As talk about banning phones in schools increases, a new study revealed that the average teen spends a quarter of their school day scrolling.
Research led by the Seattle Children’s Research Institute found that adolescents — aged 13 to 18 — spent an average of 1½ hours per 6½-hour school day on their smartphones.
Public health and pediatric scientists sought to understand not just overall adolescent screen time use, but particularly the duration and content of that use — especially while at school.
“As a public health researcher and a mother of two middle schoolers, I am concerned that too many kids are missing out on both learning and in-person social opportunities during the school day by looking at their phones,” senior author Lauren Hale said in a statement.
“School hours are precious.”
A national sample of nearly 300 participants took part in a 15-minute smartphone-based survey, installing the RealityMeter app to track how people used their phones.
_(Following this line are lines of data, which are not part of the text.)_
//! UEFI-backed implementations of the shim's platform traits.

pub mod graphics;
pub mod legacy_region;
pub mod memory;
pub mod mtrr;

use crate::installer::Platform;
use crate::protect::ProtectionController;

use self::graphics::UefiGraphics;
use self::legacy_region::{LegacyRegion2Protocol, LegacyRegionLock, LegacyRegionProtocol};
use self::memory::{IdentityMemory, UefiPages};
use self::mtrr::MtrrLock;

pub struct UefiPlatform {
    memory: IdentityMemory,
    graphics: UefiGraphics,
    pages: UefiPages,
    legacy_region: LegacyRegionLock<LegacyRegionProtocol>,
    legacy_region2: LegacyRegionLock<LegacyRegion2Protocol>,
    mtrr: MtrrLock,
}

impl UefiPlatform {
    /// # Safety
    /// Boot services must be active; see [`IdentityMemory::new`].
    pub unsafe fn new() -> Self {
        Self {
            memory: IdentityMemory::new(),
            graphics: UefiGraphics,
            pages: UefiPages,
            legacy_region: LegacyRegionLock::new(),
            legacy_region2: LegacyRegionLock::new(),
            mtrr: MtrrLock,
        }
    }

    /// Lock/unlock mechanisms in their fixed order of preference.
    pub fn platform(&mut self) -> Platform<'_> {
        Platform {
            memory: &mut self.memory,
            graphics: &mut self.graphics,
            pages: &mut self.pages,
            protection: ProtectionController::new()
                .with(&mut self.legacy_region)
                .with(&mut self.legacy_region2)
                .with(&mut self.mtrr),
        }
    }
}
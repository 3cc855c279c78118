//! Making the ROM window writable and read-only again.
//!
//! Firmware lock/unlock services are not trusted: every mechanism is judged
//! by probing the first byte of the region afterwards, never by its return
//! code.

use core::fmt;

use heapless::Vec as HVec;
use log::{info, warn};

use crate::phys::PhysMemory;

/// Upper bound on registered mechanisms.
pub const MAX_STRATEGIES: usize = 4;

#[derive(Debug, Copy, Clone, Eq, PartialEq)]
pub struct MemoryRegion {
    pub base: u64,
    pub length: u32,
}

impl MemoryRegion {
    pub const fn new(base: u64, length: u32) -> Self {
        Self { base, length }
    }

    #[inline]
    pub const fn end(&self) -> u64 {
        self.base + self.length as u64
    }

    #[inline]
    pub const fn contains(&self, addr: u64) -> bool {
        addr >= self.base && addr < self.end()
    }
}

#[derive(Debug, Copy, Clone, Eq, PartialEq)]
pub enum Protection {
    Writable,
    Locked,
}

impl Protection {
    fn verb(self) -> &'static str {
        match self {
            Protection::Writable => "unlock",
            Protection::Locked => "lock",
        }
    }

    #[inline]
    fn satisfied_by(self, writable: bool) -> bool {
        writable == (self == Protection::Writable)
    }
}

#[derive(Debug, Copy, Clone, Eq, PartialEq)]
pub enum ProtectionError {
    /// Every mechanism was absent or had no observable effect.
    NoMechanismAvailable,
}

impl fmt::Display for ProtectionError {
    fn fmt(&self, f: &mut fmt::Formatter<'_>) -> fmt::Result {
        match self {
            ProtectionError::NoMechanismAvailable => {
                f.write_str("no lock/unlock mechanism changed the region's writability")
            }
        }
    }
}

impl core::error::Error for ProtectionError {}

/// One way of changing a region's write protection.
pub trait ProtectionStrategy {
    fn name(&self) -> &'static str;

    /// Apply `desired` to `region`. Returns `false` when the mechanism does
    /// not exist on this platform; `true` only means it was invoked.
    fn try_apply(&mut self, region: MemoryRegion, desired: Protection) -> bool;
}

/// Read one byte, write back `byte + 1`, compare, restore.
///
/// The original value is put back whether or not the write stuck.
pub fn can_write_at(memory: &mut dyn PhysMemory, addr: u64) -> bool {
    let old = memory.read_u8(addr);
    memory.write_u8(addr, old.wrapping_add(1));
    let writable = memory.read_u8(addr) != old;
    memory.write_u8(addr, old);
    writable
}

/// Ordered chain of mechanisms; the first one whose effect is confirmed wins.
pub struct ProtectionController<'a> {
    strategies: HVec<&'a mut dyn ProtectionStrategy, MAX_STRATEGIES>,
}

impl<'a> ProtectionController<'a> {
    pub fn new() -> Self {
        Self {
            strategies: HVec::new(),
        }
    }

    /// Appends a mechanism; order of registration is order of attempt.
    pub fn with(mut self, strategy: &'a mut dyn ProtectionStrategy) -> Self {
        if self.strategies.push(strategy).is_err() {
            warn!("[protect] strategy table full, ignoring mechanism");
        }
        self
    }

    pub fn len(&self) -> usize {
        self.strategies.len()
    }

    pub fn is_empty(&self) -> bool {
        self.strategies.is_empty()
    }

    pub fn set_protection(
        &mut self,
        memory: &mut dyn PhysMemory,
        region: MemoryRegion,
        desired: Protection,
    ) -> Result<(), ProtectionError> {
        if desired.satisfied_by(can_write_at(memory, region.base)) {
            info!(
                "[protect] memory at 0x{:x} already {}ed",
                region.base,
                desired.verb()
            );
            return Ok(());
        }

        for strategy in self.strategies.iter_mut() {
            if !strategy.try_apply(region, desired) {
                continue;
            }
            let ok = desired.satisfied_by(can_write_at(memory, region.base));
            info!(
                "[protect] {} {}ing memory at 0x{:x} using {}",
                if ok { "success" } else { "failure" },
                desired.verb(),
                region.base,
                strategy.name()
            );
            if ok {
                return Ok(());
            }
        }

        warn!(
            "[protect] unable to find a way to {} memory at 0x{:x}",
            desired.verb(),
            region.base
        );
        Err(ProtectionError::NoMechanismAvailable)
    }
}

impl Default for ProtectionController<'_> {
    fn default() -> Self {
        Self::new()
    }
}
After analyzing the data and narrowing down the sample to just those who accumulated smartphone data during two or more school days per week, they were left with a sample of 117 eligible adolescents.
Within that smaller sample, although teens averaged 1½ hours of smartphone use during school, researchers learned that over 25% spent more than two hours on their phones in the classroom.
Aside from general browsing on the internet, teens used their phones for text messaging, Instagram, video streaming, audio and email the most.
The study results were published Monday in a JAMA Pediatrics research letter, “Adolescent Smartphone Use During School Hours.”
Researchers believe that more research needs to be done with larger sample sizes that will reflect a broader fragment of society.
“Unfortunately, too much of the existing research on digital media use relies upon self-reported data. In this study, we were able to objectively assess smartphone use, enabling a much more granular understanding of timing and content of smartphone use,” said Hale, a professor in the Program in Public Health and the Department of Family, Population and Preventive Medicine in the Renaissance School of Medicine at Stony Brook University.
“Parents and adolescents may derive benefit from access to phones for communication and learning purposes during school,” the authors concluded. “However, application usage data from this study suggest that most school-day smartphone use appears incongruous with that purpose. The analyses show high levels of social media use during school.”
The study comes amid a recent push to ban smartphones in schools. New York Gov. Kathy Hochul recently released a report titled “More Learning, Less Scrolling” to shed light on smartphone use during the school day and create “distraction-free” classroom environments.
A proposed ban suggested by Hochul would start at the beginning of the next school year and would require public and charter school students to be free of any “internet-enabled devices” from “bell to bell.”